As the top of the ladder to rich and famous became increasingly higher and out of reach, I soon discovered that teaching filled that low self-esteem void and gave me a sense of importance.  That my students were looking to me for guidance and that I somehow had knowledge that they didn't...wow.  Definitely a self-esteem booster... and somehow I was still performing, on a daily basis, for my students, keeping them entertained and maintaining their interest.   They were there for ME.  They were like my younger siblings who I could guide on the right path, making me the cool teacher.  I was hip and edgy.  Such a feeling of power that gives you, being popular. 


But along the way, my perception started to change...it became less about me...and more about them.  I truly fell in love with TEACHING.  Not only that, I began to understand the responsibility of teaching correctly...I wanted to give them the best knowledge possible.  To know the vocabulary and anatomy, to keep abreast of the latest trends.  To help them achieve their greatest potential both as a dancer and as a person.  My role changed from older sibling to Mother...nurturing them, boosting their egos, giving them everything that I had in order to send them out into the world.  The pendulum had swung to the opposite direction... I was there for them...

It's funny.  That pendulum...how it never stops in the middle.  It just keeps swinging back and forth, like a metronome...ticking away...tick, tock, like a clock.  Time is passing on...

And still there is that low self-esteem void that I'm trying to fill....

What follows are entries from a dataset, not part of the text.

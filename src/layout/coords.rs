use std::collections::BTreeMap;

use tracing::debug;

use super::types::{Arrow, EdgeLayout, Layout, NodeLayout, Point};
use super::LayoutState;

#[derive(Debug, Clone, Copy, PartialEq, Eq)]
pub(super) struct NodeBox {
    pub(super) x: i32,
    pub(super) y: i32,
    pub(super) width: i32,
    pub(super) height: i32,
}

impl NodeBox {
    pub(super) fn right(&self) -> i32 {
        self.x.saturating_add(self.width)
    }

    pub(super) fn bottom(&self) -> i32 {
        self.y.saturating_add(self.height)
    }
}

/// Pixel coordinates of one routed edge: one value per segment, x for the
/// vertical segments (even indices) and y for the horizontal ones. Always
/// starts and ends with a vertical segment; empty when the edge is not drawn.
#[derive(Debug, Clone, Default)]
pub(super) struct DrawnEdge {
    pub(super) from: usize,
    pub(super) to: Option<usize>,
    pub(super) segments: Vec<i32>,
}

impl DrawnEdge {
    /// y range covered by vertical segment `idx`.
    pub(super) fn vertical_extent(&self, idx: usize, nodes: &[NodeBox]) -> Option<(i32, i32)> {
        let to = self.to?;
        let start = if idx == 0 {
            nodes[self.from].bottom()
        } else {
            self.segments[idx - 1]
        };
        let end = if idx + 1 == self.segments.len() {
            nodes[to].y
        } else {
            self.segments[idx + 1]
        };
        Some((start, end))
    }

    pub(super) fn polyline(&self, nodes: &[NodeBox]) -> Vec<Point> {
        let (Some(to), Some(&first), Some(&last)) =
            (self.to, self.segments.first(), self.segments.last())
        else {
            return Vec::new();
        };
        let mut points = Vec::with_capacity(self.segments.len() + 1);
        points.push(Point::new(first, nodes[self.from].bottom()));
        for idx in 1..self.segments.len() {
            let point = if idx % 2 == 1 {
                Point::new(self.segments[idx - 1], self.segments[idx])
            } else {
                Point::new(self.segments[idx], self.segments[idx - 1])
            };
            points.push(point);
        }
        points.push(Point::new(last, nodes[to].y));
        points
    }
}

/// The drawing in pixels, indexed like the layout state.
#[derive(Debug, Clone)]
pub(super) struct Drawing {
    pub(super) nodes: Vec<NodeBox>,
    pub(super) edges: Vec<DrawnEdge>,
    pub(super) width: i32,
    pub(super) height: i32,
}

/// Running sums over alternating gutter/cell sizes. Returns the start of every
/// gutter and the total length.
fn gutter_offsets(gutters: &[i32], cells: &[i32]) -> (Vec<i32>, i32) {
    let mut starts = Vec::with_capacity(gutters.len());
    let mut position = 0i32;
    for (idx, gutter) in gutters.iter().enumerate() {
        starts.push(position);
        position = position.saturating_add(*gutter);
        if let Some(cell) = cells.get(idx) {
            position = position.saturating_add(*cell);
        }
    }
    (starts, position)
}

/// Turn grid positions and segment offsets into pixels.
///
/// A node column is as wide as the widest half node reaching into it; a node
/// row as tall as its tallest node. Nodes are centred on their centre edge
/// column and top-aligned in their row.
pub(super) fn convert_to_pixels(state: &LayoutState) -> Drawing {
    let columns = state.columns as usize;
    let rows = state.rows as usize;

    let mut column_width = vec![0i32; columns];
    let mut row_height = vec![0i32; rows];
    for node in &state.nodes {
        let col = node.col as usize;
        let left_half = node.width / 2;
        column_width[col] = column_width[col].max(left_half);
        column_width[col + 1] = column_width[col + 1].max(node.width - left_half);
        let row = node.row as usize;
        row_height[row] = row_height[row].max(node.height);
    }

    let (edge_col_x, width) = gutter_offsets(&state.edge_column_width, &column_width);
    let (gap_row_y, height) = gutter_offsets(&state.edge_row_height, &row_height);

    let nodes: Vec<NodeBox> = state
        .nodes
        .iter()
        .map(|node| {
            let centre_col = node.col as usize + 1;
            let centre =
                edge_col_x[centre_col].saturating_add(state.edge_column_width[centre_col] / 2);
            let row = node.row as usize;
            NodeBox {
                x: centre.saturating_sub(node.width / 2),
                y: gap_row_y[row].saturating_add(state.edge_row_height[row]),
                width: node.width,
                height: node.height,
            }
        })
        .collect();

    let edges: Vec<DrawnEdge> = state
        .edges
        .iter()
        .map(|edge| {
            let segments = edge
                .points
                .iter()
                .enumerate()
                .filter_map(|(idx, point)| {
                    let base = if idx % 2 == 0 {
                        edge_col_x.get(point.col as usize)
                    } else {
                        gap_row_y.get(point.row as usize)
                    };
                    debug_assert!(base.is_some(), "waypoint outside the grid");
                    base.map(|base| base.saturating_add(point.offset))
                })
                .collect::<Vec<_>>();
            // a partially mapped route is not drawn at all
            let complete = edge.to.is_some() && segments.len() == edge.points.len();
            DrawnEdge {
                from: edge.from,
                to: edge.to,
                segments: if complete { segments } else { Vec::new() },
            }
        })
        .collect();

    debug!(width, height, "pixel coordinates computed");
    Drawing {
        nodes,
        edges,
        width,
        height,
    }
}

impl Drawing {
    /// Move the content so that its bounding box starts at `margin` and
    /// shrink the drawing to the box plus `margin` on every side.
    pub(super) fn crop(&mut self, margin: i32) {
        let mut min_x = i32::MAX;
        let mut min_y = i32::MAX;
        let mut max_x = i32::MIN;
        let mut max_y = i32::MIN;
        for node in &self.nodes {
            min_x = min_x.min(node.x);
            min_y = min_y.min(node.y);
            max_x = max_x.max(node.right());
            max_y = max_y.max(node.bottom());
        }
        for edge in &self.edges {
            for (idx, value) in edge.segments.iter().enumerate() {
                if idx % 2 == 0 {
                    min_x = min_x.min(*value);
                    max_x = max_x.max(*value);
                } else {
                    min_y = min_y.min(*value);
                    max_y = max_y.max(*value);
                }
            }
        }
        if min_x > max_x || min_y > max_y {
            return;
        }

        let dx = margin.saturating_sub(min_x);
        let dy = margin.saturating_sub(min_y);
        for node in &mut self.nodes {
            node.x = node.x.saturating_add(dx);
            node.y = node.y.saturating_add(dy);
        }
        for edge in &mut self.edges {
            for (idx, value) in edge.segments.iter_mut().enumerate() {
                let delta = if idx % 2 == 0 { dx } else { dy };
                *value = value.saturating_add(delta);
            }
        }
        self.width = max_x
            .saturating_sub(min_x)
            .saturating_add(margin.saturating_mul(2));
        self.height = max_y
            .saturating_sub(min_y)
            .saturating_add(margin.saturating_mul(2));
    }

    pub(super) fn into_layout(self, state: &LayoutState) -> Layout {
        let mut nodes = BTreeMap::new();
        for (idx, node) in self.nodes.iter().enumerate() {
            let id = state.nodes[idx].id;
            nodes.insert(
                id,
                NodeLayout {
                    id,
                    x: node.x,
                    y: node.y,
                    width: node.width,
                    height: node.height,
                },
            );
        }

        let edges = self
            .edges
            .iter()
            .zip(&state.edges)
            .map(|(drawn, edge)| {
                let points = drawn.polyline(&self.nodes);
                let arrow = if points.is_empty() {
                    Arrow::None
                } else {
                    Arrow::Down
                };
                EdgeLayout {
                    from: state.nodes[edge.from].id,
                    to: edge.target,
                    index: edge.index,
                    points,
                    arrow,
                }
            })
            .collect();

        Layout {
            nodes,
            edges,
            width: self.width,
            height: self.height,
        }
    }
}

I think back to how I perceived my own teachers along the way...some of them were the cool, edgy older sibling type...I looked up to them and wanted to do anything they asked of me. The motherly/fatherly type...they had such wisdom and concern for my future...

But there were negatives as well...the older sibling types were often unorganized and dramatic/moody as hell, really.  The motherly/fatherly types often seemed out of touch or controlling, holding you back from spreading your wings...and somehow...that pendulum keeps swinging.

I'm afraid that I'm getting tired...because that void seems to be bigger now...and I wonder whether I am successful at teaching anything...oh the movement, the vocabulary is there, and we are all still going through the motions, pretending to dance in sync...but what is it that I'm really suppose to be teaching??  Why do I feel so disconnected and that every intention I have is misunderstood?  What is the next phase for me? 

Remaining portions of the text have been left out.